**What to produce:** From the entries, copy every line that carries the string "LoadOptions".

[Stored items]
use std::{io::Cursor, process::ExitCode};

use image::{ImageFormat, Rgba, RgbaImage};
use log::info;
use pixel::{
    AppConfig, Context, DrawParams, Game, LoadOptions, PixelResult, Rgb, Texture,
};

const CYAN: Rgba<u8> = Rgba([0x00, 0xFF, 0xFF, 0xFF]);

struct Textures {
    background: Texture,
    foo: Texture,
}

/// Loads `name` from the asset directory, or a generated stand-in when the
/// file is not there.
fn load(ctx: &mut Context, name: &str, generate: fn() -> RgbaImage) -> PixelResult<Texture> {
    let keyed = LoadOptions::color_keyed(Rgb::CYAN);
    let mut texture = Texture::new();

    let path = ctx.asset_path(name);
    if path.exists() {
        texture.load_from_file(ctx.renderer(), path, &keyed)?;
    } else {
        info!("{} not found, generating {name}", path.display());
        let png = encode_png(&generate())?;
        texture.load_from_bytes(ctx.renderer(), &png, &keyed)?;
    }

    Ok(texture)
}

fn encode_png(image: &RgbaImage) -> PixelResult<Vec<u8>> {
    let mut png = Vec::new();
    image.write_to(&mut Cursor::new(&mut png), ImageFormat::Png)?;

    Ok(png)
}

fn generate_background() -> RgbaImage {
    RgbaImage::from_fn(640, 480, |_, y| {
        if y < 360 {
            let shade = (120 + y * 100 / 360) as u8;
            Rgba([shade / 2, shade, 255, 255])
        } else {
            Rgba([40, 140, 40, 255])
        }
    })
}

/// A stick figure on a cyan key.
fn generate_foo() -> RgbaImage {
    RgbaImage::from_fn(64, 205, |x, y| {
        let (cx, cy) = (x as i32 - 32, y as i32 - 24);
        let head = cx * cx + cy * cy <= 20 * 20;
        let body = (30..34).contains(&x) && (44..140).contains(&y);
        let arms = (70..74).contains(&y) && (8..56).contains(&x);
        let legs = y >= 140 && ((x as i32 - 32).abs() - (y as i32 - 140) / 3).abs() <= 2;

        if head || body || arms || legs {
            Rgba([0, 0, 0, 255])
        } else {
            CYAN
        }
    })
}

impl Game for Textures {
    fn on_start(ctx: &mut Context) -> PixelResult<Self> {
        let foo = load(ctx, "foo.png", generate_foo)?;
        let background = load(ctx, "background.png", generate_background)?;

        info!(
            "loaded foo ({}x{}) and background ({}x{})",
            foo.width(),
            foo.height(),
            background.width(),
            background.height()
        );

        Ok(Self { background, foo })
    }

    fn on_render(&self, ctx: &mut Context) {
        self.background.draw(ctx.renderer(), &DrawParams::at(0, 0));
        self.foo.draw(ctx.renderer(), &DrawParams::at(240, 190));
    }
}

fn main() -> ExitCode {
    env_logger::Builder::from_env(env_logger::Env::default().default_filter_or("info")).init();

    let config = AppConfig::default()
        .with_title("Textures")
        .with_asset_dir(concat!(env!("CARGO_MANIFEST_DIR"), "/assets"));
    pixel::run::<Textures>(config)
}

* * *

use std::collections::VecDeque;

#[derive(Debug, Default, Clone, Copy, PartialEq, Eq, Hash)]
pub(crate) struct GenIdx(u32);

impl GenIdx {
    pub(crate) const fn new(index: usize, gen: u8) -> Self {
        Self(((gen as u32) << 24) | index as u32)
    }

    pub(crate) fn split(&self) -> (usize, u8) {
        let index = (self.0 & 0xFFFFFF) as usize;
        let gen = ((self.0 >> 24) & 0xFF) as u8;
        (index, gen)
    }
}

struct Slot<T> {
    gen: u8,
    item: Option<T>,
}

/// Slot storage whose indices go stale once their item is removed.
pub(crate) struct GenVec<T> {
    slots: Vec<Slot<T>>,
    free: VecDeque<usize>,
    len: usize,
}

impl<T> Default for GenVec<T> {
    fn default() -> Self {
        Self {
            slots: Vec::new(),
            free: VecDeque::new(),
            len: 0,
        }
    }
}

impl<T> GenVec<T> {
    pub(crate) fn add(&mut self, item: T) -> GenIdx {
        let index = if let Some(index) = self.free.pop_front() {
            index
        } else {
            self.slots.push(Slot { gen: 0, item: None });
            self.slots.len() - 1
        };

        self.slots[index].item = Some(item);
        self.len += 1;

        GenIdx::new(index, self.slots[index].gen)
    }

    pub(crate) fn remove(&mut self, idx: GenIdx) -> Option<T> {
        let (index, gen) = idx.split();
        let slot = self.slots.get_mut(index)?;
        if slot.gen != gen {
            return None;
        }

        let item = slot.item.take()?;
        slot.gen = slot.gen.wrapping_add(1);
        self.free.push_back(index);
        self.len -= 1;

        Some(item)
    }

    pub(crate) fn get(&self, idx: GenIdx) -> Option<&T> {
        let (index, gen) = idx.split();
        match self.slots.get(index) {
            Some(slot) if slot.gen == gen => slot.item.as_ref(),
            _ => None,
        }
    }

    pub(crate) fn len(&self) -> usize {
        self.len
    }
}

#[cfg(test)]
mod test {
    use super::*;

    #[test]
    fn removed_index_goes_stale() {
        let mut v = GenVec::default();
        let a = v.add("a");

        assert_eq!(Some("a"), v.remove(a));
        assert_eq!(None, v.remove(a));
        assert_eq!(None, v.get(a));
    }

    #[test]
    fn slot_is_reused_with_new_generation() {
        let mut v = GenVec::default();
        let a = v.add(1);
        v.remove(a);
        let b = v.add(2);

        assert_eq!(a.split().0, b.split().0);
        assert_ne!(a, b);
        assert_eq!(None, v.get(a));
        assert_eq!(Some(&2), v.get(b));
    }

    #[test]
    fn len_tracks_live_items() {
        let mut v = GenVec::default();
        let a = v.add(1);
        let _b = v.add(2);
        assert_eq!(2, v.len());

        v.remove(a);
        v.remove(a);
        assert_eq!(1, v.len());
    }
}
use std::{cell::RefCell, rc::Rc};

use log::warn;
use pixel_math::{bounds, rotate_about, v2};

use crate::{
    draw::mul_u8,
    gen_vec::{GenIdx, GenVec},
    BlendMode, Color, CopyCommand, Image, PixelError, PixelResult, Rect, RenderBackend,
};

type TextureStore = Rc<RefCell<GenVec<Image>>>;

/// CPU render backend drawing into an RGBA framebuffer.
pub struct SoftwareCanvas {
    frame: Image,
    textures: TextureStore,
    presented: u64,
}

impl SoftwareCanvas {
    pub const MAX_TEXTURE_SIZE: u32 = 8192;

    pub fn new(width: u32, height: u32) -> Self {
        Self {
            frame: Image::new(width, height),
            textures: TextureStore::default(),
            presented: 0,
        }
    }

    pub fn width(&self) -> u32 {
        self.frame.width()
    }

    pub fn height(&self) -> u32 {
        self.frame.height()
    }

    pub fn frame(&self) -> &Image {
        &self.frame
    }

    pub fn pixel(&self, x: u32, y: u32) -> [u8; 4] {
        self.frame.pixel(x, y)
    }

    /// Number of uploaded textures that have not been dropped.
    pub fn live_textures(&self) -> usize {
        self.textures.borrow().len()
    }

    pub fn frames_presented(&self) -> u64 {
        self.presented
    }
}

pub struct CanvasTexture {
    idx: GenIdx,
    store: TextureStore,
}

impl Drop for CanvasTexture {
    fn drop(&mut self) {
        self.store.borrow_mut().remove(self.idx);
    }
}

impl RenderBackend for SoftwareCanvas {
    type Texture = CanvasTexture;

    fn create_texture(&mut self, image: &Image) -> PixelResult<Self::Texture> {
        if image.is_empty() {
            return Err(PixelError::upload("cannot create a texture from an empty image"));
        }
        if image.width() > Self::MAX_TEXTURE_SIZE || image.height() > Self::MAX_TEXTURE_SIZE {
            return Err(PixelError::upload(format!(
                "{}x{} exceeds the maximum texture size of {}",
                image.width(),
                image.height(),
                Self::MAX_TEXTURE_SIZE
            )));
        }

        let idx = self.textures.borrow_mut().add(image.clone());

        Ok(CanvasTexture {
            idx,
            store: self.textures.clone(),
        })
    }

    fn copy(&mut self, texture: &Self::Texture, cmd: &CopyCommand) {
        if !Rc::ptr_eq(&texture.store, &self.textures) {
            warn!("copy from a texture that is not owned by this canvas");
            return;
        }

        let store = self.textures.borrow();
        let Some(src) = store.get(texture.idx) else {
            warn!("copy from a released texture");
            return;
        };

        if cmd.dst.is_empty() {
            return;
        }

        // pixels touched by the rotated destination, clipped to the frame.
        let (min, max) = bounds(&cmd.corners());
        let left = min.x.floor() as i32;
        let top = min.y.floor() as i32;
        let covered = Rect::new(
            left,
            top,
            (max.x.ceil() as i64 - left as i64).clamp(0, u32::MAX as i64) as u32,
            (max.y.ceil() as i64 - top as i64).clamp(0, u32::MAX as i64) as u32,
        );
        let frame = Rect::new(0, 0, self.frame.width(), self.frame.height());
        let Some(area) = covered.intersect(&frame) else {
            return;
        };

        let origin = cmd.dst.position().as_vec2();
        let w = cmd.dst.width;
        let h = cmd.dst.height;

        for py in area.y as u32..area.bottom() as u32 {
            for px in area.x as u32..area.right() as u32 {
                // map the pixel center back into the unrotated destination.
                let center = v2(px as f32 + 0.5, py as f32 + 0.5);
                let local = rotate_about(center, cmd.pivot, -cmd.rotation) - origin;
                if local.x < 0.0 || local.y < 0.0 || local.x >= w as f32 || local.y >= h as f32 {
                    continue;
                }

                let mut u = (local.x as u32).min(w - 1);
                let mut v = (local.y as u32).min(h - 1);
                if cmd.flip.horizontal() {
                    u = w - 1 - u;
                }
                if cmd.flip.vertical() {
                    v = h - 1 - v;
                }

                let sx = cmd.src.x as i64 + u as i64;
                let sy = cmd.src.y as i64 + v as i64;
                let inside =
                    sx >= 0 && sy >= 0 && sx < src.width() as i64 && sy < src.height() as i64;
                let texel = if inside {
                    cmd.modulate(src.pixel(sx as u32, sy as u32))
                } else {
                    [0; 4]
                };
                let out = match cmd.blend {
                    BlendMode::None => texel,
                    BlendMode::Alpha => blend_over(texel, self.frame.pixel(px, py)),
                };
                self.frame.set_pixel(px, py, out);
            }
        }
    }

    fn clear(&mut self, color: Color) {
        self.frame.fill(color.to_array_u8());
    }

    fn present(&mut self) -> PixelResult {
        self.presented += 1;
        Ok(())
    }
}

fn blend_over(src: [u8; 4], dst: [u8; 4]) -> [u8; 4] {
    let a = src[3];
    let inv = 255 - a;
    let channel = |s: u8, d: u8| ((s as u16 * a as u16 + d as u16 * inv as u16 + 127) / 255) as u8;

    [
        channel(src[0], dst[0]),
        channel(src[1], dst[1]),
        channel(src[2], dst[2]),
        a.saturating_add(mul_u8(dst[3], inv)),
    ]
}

**Answer area:**
    AppConfig, Context, DrawParams, Game, LoadOptions, PixelResult, Rgb, Texture,
    let keyed = LoadOptions::color_keyed(Rgb::CYAN);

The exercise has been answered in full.